Luke Kennard “The Transition”
‘Maybe,’ she said. ‘Maybe there is something wrong. Something wrong with you which The Transition can’t fix. Your parents could take some responsibility there. They could have given you more of a sense of enterprise and self-reliance instead of coddling you into believing that the world owes you a living. They could have set you up with the basics in life, but then I suppose they were the sort of people to have five kids without thinking about it.’
Award winning British poet and critic Luke Kennard’s debut novel The Transition is about a young man, Karl, who after running up a tremendous credit card debt along with online fraud and tax infraction faces either imprisonment in a low security prison for fifteen months or has to join a programme called The Transition run by the government.

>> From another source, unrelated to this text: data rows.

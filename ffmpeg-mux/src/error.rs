use std::fmt;

pub type Result<T> = std::result::Result<T, MuxError>;

/// Pipeline stage an error surfaced in.
#[derive(Debug, Clone, Copy, PartialEq, Eq)]
pub enum Stage {
    Configure,
    Adapt,
    Encode,
    Normalize,
    Mux,
    Finalize,
}

impl fmt::Display for Stage {
    fn fmt(&self, f: &mut fmt::Formatter<'_>) -> fmt::Result {
        let name = match self {
            Stage::Configure => "configure",
            Stage::Adapt => "adapt",
            Stage::Encode => "encode",
            Stage::Normalize => "normalize",
            Stage::Mux => "mux",
            Stage::Finalize => "finalize",
        };
        f.write_str(name)
    }
}

/// Errors produced while re-framing compressed payloads.
#[derive(thiserror::Error, Debug, Clone, PartialEq, Eq)]
pub enum FramingError {
    #[error("sample rate {0} has no ADTS frequency index")]
    UnsupportedSampleRate(u32),

    #[error("channel configuration {0} cannot be signalled in ADTS")]
    InvalidChannelConfig(u16),

    #[error("ADTS frame of {0} bytes exceeds the 13-bit length field")]
    FrameTooLarge(usize),

    #[error("ADTS header is malformed: {0}")]
    MalformedHeader(&'static str),

    #[error("NAL unit declares {declared} bytes but only {available} remain")]
    Truncated { declared: usize, available: usize },

    #[error("access unit does not begin with a start code")]
    MissingStartCode,

    #[error("invalid codec extradata: {0}")]
    InvalidExtradata(String),
}

#[derive(thiserror::Error, Debug)]
pub enum MuxError {
    #[error("configuration error: {0}")]
    Configuration(String),

    #[error("protocol violation on stream {stream}: {detail}")]
    Protocol { stream: usize, detail: String },

    #[error("encoding error on stream {stream} during {stage}: {detail}")]
    Encoding {
        stream: usize,
        stage: Stage,
        detail: String,
    },

    #[error("framing error on stream {stream}: {source}")]
    Framing {
        stream: usize,
        #[source]
        source: FramingError,
    },

    #[error("i/o error during {stage}: {detail} (requested {requested} bytes, wrote {written})")]
    Io {
        stream: Option<usize>,
        stage: Stage,
        requested: usize,
        written: usize,
        detail: String,
    },

    #[error("timestamp order violation on stream {stream}: dts {current} after {previous}")]
    Ordering {
        stream: usize,
        previous: i64,
        current: i64,
    },
}

impl MuxError {
    pub fn configuration(msg: impl Into<String>) -> Self {
        Self::Configuration(msg.into())
    }

    pub fn protocol(stream: usize, detail: impl Into<String>) -> Self {
        Self::Protocol {
            stream,
            detail: detail.into(),
        }
    }

    /// Wraps an error from an adapter, encoder backend or frame source.
    pub fn encoding(stream: usize, stage: Stage, err: impl fmt::Display) -> Self {
        Self::Encoding {
            stream,
            stage,
            detail: err.to_string(),
        }
    }

    pub fn framing(stream: usize, source: FramingError) -> Self {
        Self::Framing { stream, source }
    }

    pub fn io(
        stream: Option<usize>,
        stage: Stage,
        requested: usize,
        written: usize,
        detail: impl Into<String>,
    ) -> Self {
        Self::Io {
            stream,
            stage,
            requested,
            written,
            detail: detail.into(),
        }
    }

    pub fn stream(&self) -> Option<usize> {
        match self {
            MuxError::Configuration(_) => None,
            MuxError::Protocol { stream, .. }
            | MuxError::Encoding { stream, .. }
            | MuxError::Framing { stream, .. }
            | MuxError::Ordering { stream, .. } => Some(*stream),
            MuxError::Io { stream, .. } => *stream,
        }
    }

    pub fn stage(&self) -> Stage {
        match self {
            MuxError::Configuration(_) => Stage::Configure,
            MuxError::Protocol { .. } => Stage::Encode,
            MuxError::Encoding { stage, .. } | MuxError::Io { stage, .. } => *stage,
            MuxError::Framing { .. } => Stage::Normalize,
            MuxError::Ordering { .. } => Stage::Mux,
        }
    }
}

#[cfg(test)]
mod tests {
    use super::*;

    #[test]
    fn display_prefixes_are_stable() {
        assert!(
            MuxError::configuration("x")
                .to_string()
                .contains("configuration error:")
        );
        assert!(
            MuxError::protocol(1, "x")
                .to_string()
                .contains("protocol violation on stream 1")
        );
        assert!(
            MuxError::encoding(0, Stage::Adapt, "boom")
                .to_string()
                .contains("during adapt: boom")
        );
    }

    #[test]
    fn io_error_reports_byte_counts() {
        let err = MuxError::io(Some(2), Stage::Mux, 128, 64, "short write");
        let msg = err.to_string();
        assert!(msg.contains("requested 128 bytes"));
        assert!(msg.contains("wrote 64"));
        assert_eq!(err.stream(), Some(2));
        assert_eq!(err.stage(), Stage::Mux);
    }

    #[test]
    fn framing_error_keeps_source() {
        let err = MuxError::framing(
            1,
            FramingError::Truncated {
                declared: 10,
                available: 5,
            },
        );
        assert_eq!(err.stage(), Stage::Normalize);
        let source = std::error::Error::source(&err).map(|s| s.to_string());
        assert_eq!(
            source.as_deref(),
            Some("NAL unit declares 10 bytes but only 5 remain")
        );
    }
}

The Transition was founded, the notary public had explained to him, because there had been a steep increase in cases such as Karl’s. A generation who had benefited from unrivalled educational opportunities and decades of peacetime, who nonetheless seemed determined to self-destruct through petty crime, alcohol abuse and financial incompetence; a generation who didn’t vote; who had given up on making any kind of contribution to society and blamed anyone but themselves for it.
Karl was considered to be an ideal candidate for admission to the programme since he had been “conditioned into total indifference”. He is required to move into his new home with his wife, Genevieve, as soon as possible.
The Transition is set in a dystopic world in the near future but it is unsettling for the scenario it etches is plausible. The seemingly middle class bonhomie presented in the pamphlets advertising the scheme is carried through with happy, smiley individuals and yet the mentors selected for every new couple moving in can resort to some particularly horrendous ways of disciplining their wards. The correction systems may have graduated from the poor workhouses of the nineteenth century to be transformed into genteel homes situated in middle class suburbs yet little else has changed in terms of measure of punishment meted out.
Karl tries to rebel against the system especially when it dawns upon him that he is probably part of an “exploitative social-engineering experiment”. He also wants to protect his wife who is mentally fragile and needs to be cared for, he is also good at recognising the signs of her spiralling downwards, except that his mentors who are so focused on the correction aspect fail to see Genevieve’s deterioration.
The Transition is a rare debut novel where the simple plot haunts one for days after having read it. As the Financial Times said it is “too real for comfort” yet entertaining.
Luke Kennard The Transition 4th Estate, an imprint of HarperCollinsPublishers, London, 2017. Pb. pp. 328.